Records shown —
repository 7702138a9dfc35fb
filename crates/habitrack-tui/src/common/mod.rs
//! Shared helpers for feature slices and overlays.

pub mod text;

pub use text::{mask, truncate_start_with_ellipsis, truncate_with_ellipsis};
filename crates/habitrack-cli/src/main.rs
mod cli;

fn main() {
    if let Err(e) = cli::run() {
        eprintln!("{e:#}"); // pretty anyhow chain
        std::process::exit(1);
    }
}
//! UI effect types.
//!
//! Effects are commands returned by the reducer that the runtime executes.
//! They represent I/O and task spawning only (no direct UI mutations).

/// Effects returned by the reducer for the runtime to execute.
#[derive(Debug, Clone, PartialEq, Eq)]
pub enum UiEffect {
    /// Quit the application.
    Quit,

    /// Log in and store the session.
    Login { username: String, password: String },

    /// Create an account.
    SignUp {
        username: String,
        password: String,
        confirmation: String,
    },

    /// Clear the stored session.
    Logout,

    /// Fetch the user to reconcile the point balance.
    FetchUser,

    /// Load today's track.
    LoadTodayTrack,

    /// Mark one habit of the loaded track done.
    MarkDone { date: String, habit_id: String },

    /// Write the point balance to client storage.
    PersistPoints { points: i64 },

    LoadHabits,

    RegisterHabit { name: String },

    DeleteHabit { id: String },
}
use super::Services;
use crate::events::{AuthUiEvent, LoggedIn, UiEvent};

/// Logs in and stores the session.
///
/// Pure async function - runtime spawns and sends result to inbox.
pub async fn login(services: Services, username: String, password: String) -> UiEvent {
    let result = match services.api.login(&username, &password).await {
        Ok(response) => match services.session.store_login(&response) {
            Ok(points) => Ok(LoggedIn {
                username: response.user.username,
                points: points.points(),
            }),
            Err(e) => Err(format!("Failed to save session: {e}")),
        },
        Err(e) => {
            tracing::info!(%username, error = %e, "Login rejected");
            Err(e.message().to_string())
        }
    };
    UiEvent::Auth(AuthUiEvent::LoginFinished(result))
}

/// Creates an account. The caller logs in separately afterwards.
pub async fn signup(
    services: Services,
    username: String,
    password: String,
    confirmation: String,
) -> UiEvent {
    let result = services
        .api
        .signup(&username, &password, &confirmation)
        .await
        .map(|_| ())
        .map_err(|e| e.message().to_string());
    UiEvent::Auth(AuthUiEvent::SignUpFinished(result))
}
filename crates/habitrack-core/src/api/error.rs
//! Errors returned by the habit tracker API client.

use std::fmt;

use serde_json::Value;

/// Failure of a single API call.
///
/// Authentication failures are the only kind that force a logout; every other
/// failure is surfaced to the user and left for them to retry.
#[derive(Debug, Clone, PartialEq, Eq)]
pub enum ApiError {
    /// Token missing, expired, or rejected (HTTP 400/401).
    Authentication { message: String },
    /// Any other non-2xx response or transport failure.
    Request {
        status: Option<u16>,
        message: String,
    },
}

impl ApiError {
    pub fn authentication(message: impl Into<String>) -> Self {
        Self::Authentication {
            message: message.into(),
        }
    }

    pub fn request(message: impl Into<String>) -> Self {
        Self::Request {
            status: None,
            message: message.into(),
        }
    }

    /// Builds the error for a non-2xx response.
    ///
    /// 400 and 401 are authentication failures; everything else is generic.
    pub fn http_status(status: u16, body: &str) -> Self {
        let message = server_message(body).unwrap_or_else(|| format!("HTTP {status}"));
        if matches!(status, 400 | 401) {
            Self::Authentication { message }
        } else {
            Self::Request {
                status: Some(status),
                message,
            }
        }
    }

    pub fn is_authentication(&self) -> bool {
        matches!(self, Self::Authentication { .. })
    }

    pub fn message(&self) -> &str {
        match self {
            Self::Authentication { message } | Self::Request { message, .. } => message,
        }
    }

    pub fn status(&self) -> Option<u16> {
        match self {
            Self::Authentication { .. } => None,
            Self::Request { status, .. } => *status,
        }
    }
}

impl fmt::Display for ApiError {
    fn fmt(&self, f: &mut fmt::Formatter<'_>) -> fmt::Result {
        write!(f, "{}", self.message())
    }
}

impl std::error::Error for ApiError {}

/// Result type for API operations.
pub type ApiResult<T> = std::result::Result<T, ApiError>;

/// Extracts the user-facing message from an error body.
///
/// Habit endpoints answer with `{"message": ..}`, user endpoints with
/// `{"error": ..}`; anything else is taken verbatim.
fn server_message(body: &str) -> Option<String> {
    let body = body.trim();
    if body.is_empty() {
        return None;
    }

    if let Ok(json) = serde_json::from_str::<Value>(body) {
        for key in ["message", "error"] {
            if let Some(msg) = json.get(key).and_then(Value::as_str) {
                return Some(msg.to_string());
            }
        }
    }

    Some(body.to_string())
}

/// Maps a transport-level failure to a generic request error.
pub(crate) fn classify_reqwest_error(e: &reqwest::Error) -> ApiError {
    let message = if e.is_timeout() {
        format!("Request timed out: {e}")
    } else if e.is_connect() {
        format!("Connection failed: {e}")
    } else if e.is_decode() {
        format!("Failed to decode response: {e}")
    } else {
        format!("Request failed: {e}")
    };
    ApiError::Request {
        status: e.status().map(|s| s.as_u16()),
        message,
    }
}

Try it —
Retype the data in full, precisely as given.

Task result —
repository 7702138a9dfc35fb
filename crates/habitrack-tui/src/common/mod.rs
//! Shared helpers for feature slices and overlays.

pub mod text;

pub use text::{mask, truncate_start_with_ellipsis, truncate_with_ellipsis};
filename crates/habitrack-cli/src/main.rs
mod cli;

fn main() {
    if let Err(e) = cli::run() {
        eprintln!("{e:#}"); // pretty anyhow chain
        std::process::exit(1);
    }
}
//! UI effect types.
//!
//! Effects are commands returned by the reducer that the runtime executes.
//! They represent I/O and task spawning only (no direct UI mutations).

/// Effects returned by the reducer for the runtime to execute.
#[derive(Debug, Clone, PartialEq, Eq)]
pub enum UiEffect {
    /// Quit the application.
    Quit,

    /// Log in and store the session.
    Login { username: String, password: String },

    /// Create an account.
    SignUp {
        username: String,
        password: String,
        confirmation: String,
    },

    /// Clear the stored session.
    Logout,

    /// Fetch the user to reconcile the point balance.
    FetchUser,

    /// Load today's track.
    LoadTodayTrack,

    /// Mark one habit of the loaded track done.
    MarkDone { date: String, habit_id: String },

    /// Write the point balance to client storage.
    PersistPoints { points: i64 },

    LoadHabits,

    RegisterHabit { name: String },

    DeleteHabit { id: String },
}
use super::Services;
use crate::events::{AuthUiEvent, LoggedIn, UiEvent};

/// Logs in and stores the session.
///
/// Pure async function - runtime spawns and sends result to inbox.
pub async fn login(services: Services, username: String, password: String) -> UiEvent {
    let result = match services.api.login(&username, &password).await {
        Ok(response) => match services.session.store_login(&response) {
            Ok(points) => Ok(LoggedIn {
                username: response.user.username,
                points: points.points(),
            }),
            Err(e) => Err(format!("Failed to save session: {e}")),
        },
        Err(e) => {
            tracing::info!(%username, error = %e, "Login rejected");
            Err(e.message().to_string())
        }
    };
    UiEvent::Auth(AuthUiEvent::LoginFinished(result))
}

/// Creates an account. The caller logs in separately afterwards.
pub async fn signup(
    services: Services,
    username: String,
    password: String,
    confirmation: String,
) -> UiEvent {
    let result = services
        .api
        .signup(&username, &password, &confirmation)
        .await
        .map(|_| ())
        .map_err(|e| e.message().to_string());
    UiEvent::Auth(AuthUiEvent::SignUpFinished(result))
}
filename crates/habitrack-core/src/api/error.rs
//! Errors returned by the habit tracker API client.

use std::fmt;

use serde_json::Value;

/// Failure of a single API call.
///
/// Authentication failures are the only kind that force a logout; every other
/// failure is surfaced to the user and left for them to retry.
#[derive(Debug, Clone, PartialEq, Eq)]
pub enum ApiError {
    /// Token missing, expired, or rejected (HTTP 400/401).
    Authentication { message: String },
    /// Any other non-2xx response or transport failure.
    Request {
        status: Option<u16>,
        message: String,
    },
}

impl ApiError {
    pub fn authentication(message: impl Into<String>) -> Self {
        Self::Authentication {
            message: message.into(),
        }
    }

    pub fn request(message: impl Into<String>) -> Self {
        Self::Request {
            status: None,
            message: message.into(),
        }
    }

    /// Builds the error for a non-2xx response.
    ///
    /// 400 and 401 are authentication failures; everything else is generic.
    pub fn http_status(status: u16, body: &str) -> Self {
        let message = server_message(body).unwrap_or_else(|| format!("HTTP {status}"));
        if matches!(status, 400 | 401) {
            Self::Authentication { message }
        } else {
            Self::Request {
                status: Some(status),
                message,
            }
        }
    }

    pub fn is_authentication(&self) -> bool {
        matches!(self, Self::Authentication { .. })
    }

    pub fn message(&self) -> &str {
        match self {
            Self::Authentication { message } | Self::Request { message, .. } => message,
        }
    }

    pub fn status(&self) -> Option<u16> {
        match self {
            Self::Authentication { .. } => None,
            Self::Request { status, .. } => *status,
        }
    }
}

impl fmt::Display for ApiError {
    fn fmt(&self, f: &mut fmt::Formatter<'_>) -> fmt::Result {
        write!(f, "{}", self.message())
    }
}

impl std::error::Error for ApiError {}

/// Result type for API operations.
pub type ApiResult<T> = std::result::Result<T, ApiError>;

/// Extracts the user-facing message from an error body.
///
/// Habit endpoints answer with `{"message": ..}`, user endpoints with
/// `{"error": ..}`; anything else is taken verbatim.
fn server_message(body: &str) -> Option<String> {
    let body = body.trim();
    if body.is_empty() {
        return None;
    }

    if let Ok(json) = serde_json::from_str::<Value>(body) {
        for key in ["message", "error"] {
            if let Some(msg) = json.get(key).and_then(Value::as_str) {
                return Some(msg.to_string());
            }
        }
    }

    Some(body.to_string())
}

/// Maps a transport-level failure to a generic request error.
pub(crate) fn classify_reqwest_error(e: &reqwest::Error) -> ApiError {
    let message = if e.is_timeout() {
        format!("Request timed out: {e}")
    } else if e.is_connect() {
        format!("Connection failed: {e}")
    } else if e.is_decode() {
        format!("Failed to decode response: {e}")
    } else {
        format!("Request failed: {e}")
    };
    ApiError::Request {
        status: e.status().map(|s| s.as_u16()),
        message,
    }
}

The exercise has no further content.